You people always confuse me..... Just a few posts ago - I had people jumping down my throat saying The Wire was about Baltimore. Now I got people saying it is "Not about Baltimore"

Which is it? Baltimore? American City? Drug War? Baltimore Drug war? Cops vs Robbers?
 
tnsply100 said:
That's right - read that you jokers -

Cops vs Robbers is the SPINE of the show. - David Simon himself.

I'm being attacked because I tuned into the show to watch on its SPINE.

Of course that's the part you take from the quote, even though he said an investigation in Baltimore was the spine, not "cops vs robbers". The point of the quote is where he says, it is NOT a cop show.

I don't think you are getting attacked about what you tuned in for, it's the fact that you are complaining that it wasn't just a simple police procedural that is probably causing you to catch flack.
 
tnsply100 said:
That's right - read that you jokers -

Cops vs Robbers is the SPINE of the show. - David Simon himself.

I'm being attacked because I tuned into the show to watch on its SPINE.

The fact that you could read that quote and repeat the same nonsense you've been saying for three days is stunning. Simon says it's not a cop show, and you say it's a cop v robbers show. Brilliant.

Of course a criminal investigation is at the heart (or spine) of every season, with the themes surrounding it. In S2 the dying industrial sector getting sucked into crime - from simple petty theft to a more serious investigation. In S3 the effect of reform - the meaningless "dope on the table" games and promises that can't be kept. In S4, the education system - overlooking kids as they're trained to take over the streets. And in S5 the media and its "coverage" of inner city crime.

No one has denied The Wire focuses on a criminal investigation each season. The question has been raised whether The Wire is a "cop show" or something else. Simon and every other person says it's not. You continue to focus on S1 when there are five damn seasons of the show. Every season has a deep focus on crime, not just S1. And as has been discussed, even S1 features a grander theme.
 
tnsply100 said:
That's David Simon's problem - make the cycles shorter and have them appear at every Season's boundary for instance (that would be one possible solution).

You asked for a reason why, either give an actual example(that wouldn't neuter the point) of how he could do this or except it as a valid reason.

In either case, NOTHING justifies for "the tale of an American city" to have 80+ percent of its characters be cops or criminals.
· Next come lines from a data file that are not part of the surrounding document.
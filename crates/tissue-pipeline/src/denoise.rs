//! Classical denoisers for the 8-bit visualization image, plus the
//! scalar-field smoothing that accompanies each comparison variant.

use serde::{Deserialize, Serialize};

use crate::blur;
use crate::nlmeans;
use crate::types::{PipelineError, VisualizationImage};

/// Filter parameters shared by the comparison variants.
#[derive(Debug, Clone, PartialEq, Serialize, Deserialize)]
#[serde(default)]
pub struct DenoiseConfig {
    /// Gaussian sigma for the classical visualization denoiser.
    pub classical_sigma: f32,
    /// Non-local means filter strength `h`.
    pub nlm_strength: f32,
    /// Non-local means patch radius (7x7 patch at 3).
    pub nlm_patch_radius: u32,
    /// Non-local means search radius (21x21 window at 10).
    pub nlm_search_radius: u32,
    /// Side of the square kernel used to smooth scalar fields.
    pub field_kernel_size: u32,
    /// Scalar-field sigma for the classical variant.
    pub classical_field_sigma: f32,
    /// Scalar-field sigma for the advanced variant.
    pub advanced_field_sigma: f32,
}

impl DenoiseConfig {
    /// Default classical sigma.
    pub const DEFAULT_CLASSICAL_SIGMA: f32 = 1.0;
    /// Default non-local means strength.
    pub const DEFAULT_NLM_STRENGTH: f32 = 10.0;

    /// The non-local means filter described by this config.
    #[must_use]
    pub const fn non_local_means(&self) -> ClassicalDenoiser {
        ClassicalDenoiser::NonLocalMeans {
            strength: self.nlm_strength,
            patch_radius: self.nlm_patch_radius,
            search_radius: self.nlm_search_radius,
        }
    }

    /// The Gaussian filter described by this config.
    #[must_use]
    pub const fn gaussian(&self) -> ClassicalDenoiser {
        ClassicalDenoiser::Gaussian {
            sigma: self.classical_sigma,
        }
    }

    pub(crate) fn validate(&self) -> Result<(), PipelineError> {
        if !(self.classical_sigma.is_finite() && self.classical_sigma >= 0.0) {
            return Err(PipelineError::InvalidConfig(format!(
                "classical_sigma must be non-negative, got {}",
                self.classical_sigma
            )));
        }
        if !(self.nlm_strength.is_finite() && self.nlm_strength > 0.0) {
            return Err(PipelineError::InvalidConfig(format!(
                "nlm_strength must be positive, got {}",
                self.nlm_strength
            )));
        }
        blur::validate_kernel(self.field_kernel_size, self.classical_field_sigma)?;
        blur::validate_kernel(self.field_kernel_size, self.advanced_field_sigma)
    }
}

impl Default for DenoiseConfig {
    fn default() -> Self {
        Self {
            classical_sigma: Self::DEFAULT_CLASSICAL_SIGMA,
            nlm_strength: Self::DEFAULT_NLM_STRENGTH,
            nlm_patch_radius: 3,
            nlm_search_radius: 10,
            field_kernel_size: 3,
            classical_field_sigma: 0.8,
            advanced_field_sigma: 1.0,
        }
    }
}

/// A filter that needs no learned weights.
#[derive(Debug, Clone, Copy, PartialEq)]
pub enum ClassicalDenoiser {
    /// Isotropic Gaussian blur.
    Gaussian {
        /// Standard deviation in pixels.
        sigma: f32,
    },
    /// Patch-similarity weighted averaging.
    NonLocalMeans {
        /// Filter strength `h`.
        strength: f32,
        /// Patch radius in pixels.
        patch_radius: u32,
        /// Search window radius in pixels.
        search_radius: u32,
    },
}

impl ClassicalDenoiser {
    /// Apply the filter. Output has the same dimensions as `image`.
    ///
    /// # Errors
    ///
    /// Returns [`PipelineError::InvalidInput`] if `image` has zero area.
    pub fn denoise(&self, image: &VisualizationImage) -> Result<VisualizationImage, PipelineError> {
        if image.width() == 0 || image.height() == 0 {
            return Err(PipelineError::InvalidInput(
                "cannot denoise an empty image".to_string(),
            ));
        }
        match *self {
            Self::Gaussian { sigma } => Ok(blur::gaussian_blur(image, sigma)),
            Self::NonLocalMeans {
                strength,
                patch_radius,
                search_radius,
            } => nlmeans::non_local_means(image, strength, patch_radius, search_radius),
        }
    }
}
//! Gaussian smoothing for visualization images and scalar fields.
//!
//! [`gaussian_blur`] wraps [`imageproc::filter::gaussian_blur_f32`] for the
//! 8-bit visualization image; it is the "classical" denoiser.
//!
//! [`gaussian_blur_field`] smooths calibrated data with a fixed odd-sized
//! kernel (3x3 by default) through `imageproc`'s separable filter. The
//! scalar field is never quantized, so small sigmas smooth noise without
//! shifting tissue values across band boundaries.

use crate::types::{FloatImage, PipelineError, ScalarField, VisualizationImage};

/// Smooth a windowed slice.
///
/// `imageproc` panics on `sigma <= 0.0`, so a non-positive or NaN sigma
/// yields a copy of the input.
#[must_use = "returns the smoothed slice"]
pub fn gaussian_blur(slice: &VisualizationImage, sigma: f32) -> VisualizationImage {
    if sigma > 0.0 {
        imageproc::filter::gaussian_blur_f32(slice, sigma)
    } else {
        slice.clone()
    }
}

/// Normalized 1-D Gaussian weights of length `size` (odd).
fn gaussian_kernel(size: u32, sigma: f32) -> Vec<f32> {
    let half = i64::from(size / 2);
    let two_sigma_sq = 2.0 * sigma * sigma;
    #[allow(clippy::cast_precision_loss)]
    let weights: Vec<f32> = (-half..=half)
        .map(|i| {
            let d = i as f32;
            (-(d * d) / two_sigma_sq).exp()
        })
        .collect();
    let sum: f32 = weights.iter().sum();
    weights.into_iter().map(|w| w / sum).collect()
}

/// Smooth a scalar field with a separable `kernel_size x kernel_size`
/// Gaussian. Borders are padded by repeating the edge value.
///
/// # Errors
///
/// Returns [`PipelineError::InvalidConfig`] if `kernel_size` is even or
/// zero, or if `sigma` is not positive and finite.
pub fn gaussian_blur_field(
    field: &ScalarField,
    kernel_size: u32,
    sigma: f32,
) -> Result<ScalarField, PipelineError> {
    validate_kernel(kernel_size, sigma)?;
    let kernel = gaussian_kernel(kernel_size, sigma);
    let smoothed: FloatImage = imageproc::filter::separable_filter_equal(field.as_image(), &kernel);
    Ok(ScalarField::from_filtered(smoothed))
}

pub(crate) fn validate_kernel(kernel_size: u32, sigma: f32) -> Result<(), PipelineError> {
    if kernel_size == 0 || kernel_size % 2 == 0 {
        return Err(PipelineError::InvalidConfig(format!(
            "gaussian kernel size must be odd, got {kernel_size}"
        )));
    }
    if !(sigma.is_finite() && sigma > 0.0) {
        return Err(PipelineError::InvalidConfig(format!(
            "gaussian sigma must be positive, got {sigma}"
        )));
    }
    Ok(())
}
It is obvious that "cops vs robbers" was more than "just one aspect" the show wanted to cover.

Yeah a tale of a city with one of the highest rates of violent crime in America should have little to do with the police & criminals.


That's right - read that you jokers -

Cops vs Robbers is the SPINE of the show. - David Simon himself.

I'm being attacked because I tuned into the show to watch on its SPINE, and desired that the Spine be stronger. I'm so unreasonable...


Swear to God, it was never a cop show
 

Snuggles

erotic butter maelstrom
This show is so great. I've been watching it a 2nd time with the girlfriend, we're up to Season 4, and it's just as good as the first time. There are a lot of small details that I missed.
 

tnsply100

Banned
Cerebral Assassin said:
You asked for a reason why, either give an actual example(that wouldn't neuter the point) of how he could do this or except it as a valid reason.

I just gave you a perfectly valid example - Have the seasons span longer periods of time - have the cycle concerning the police force begin and end in Season 1 itself.

Yeah a tale of a city with one of the highest rates of violent crime in America should have little to do with the police & criminals.
Don't put words into my mouth.
 
tnsply100 said:
I just gave you a perfectly valid example - Have the seasons span longer periods of time - have the cycle concerning the police force begin and end in Season 1 itself.


Don't put words into my mouth.

Cerebral Assassin said:
Swear to God, it was never a cop show

Just going to quote this, since you seem to ignore this and all other logic in this thread.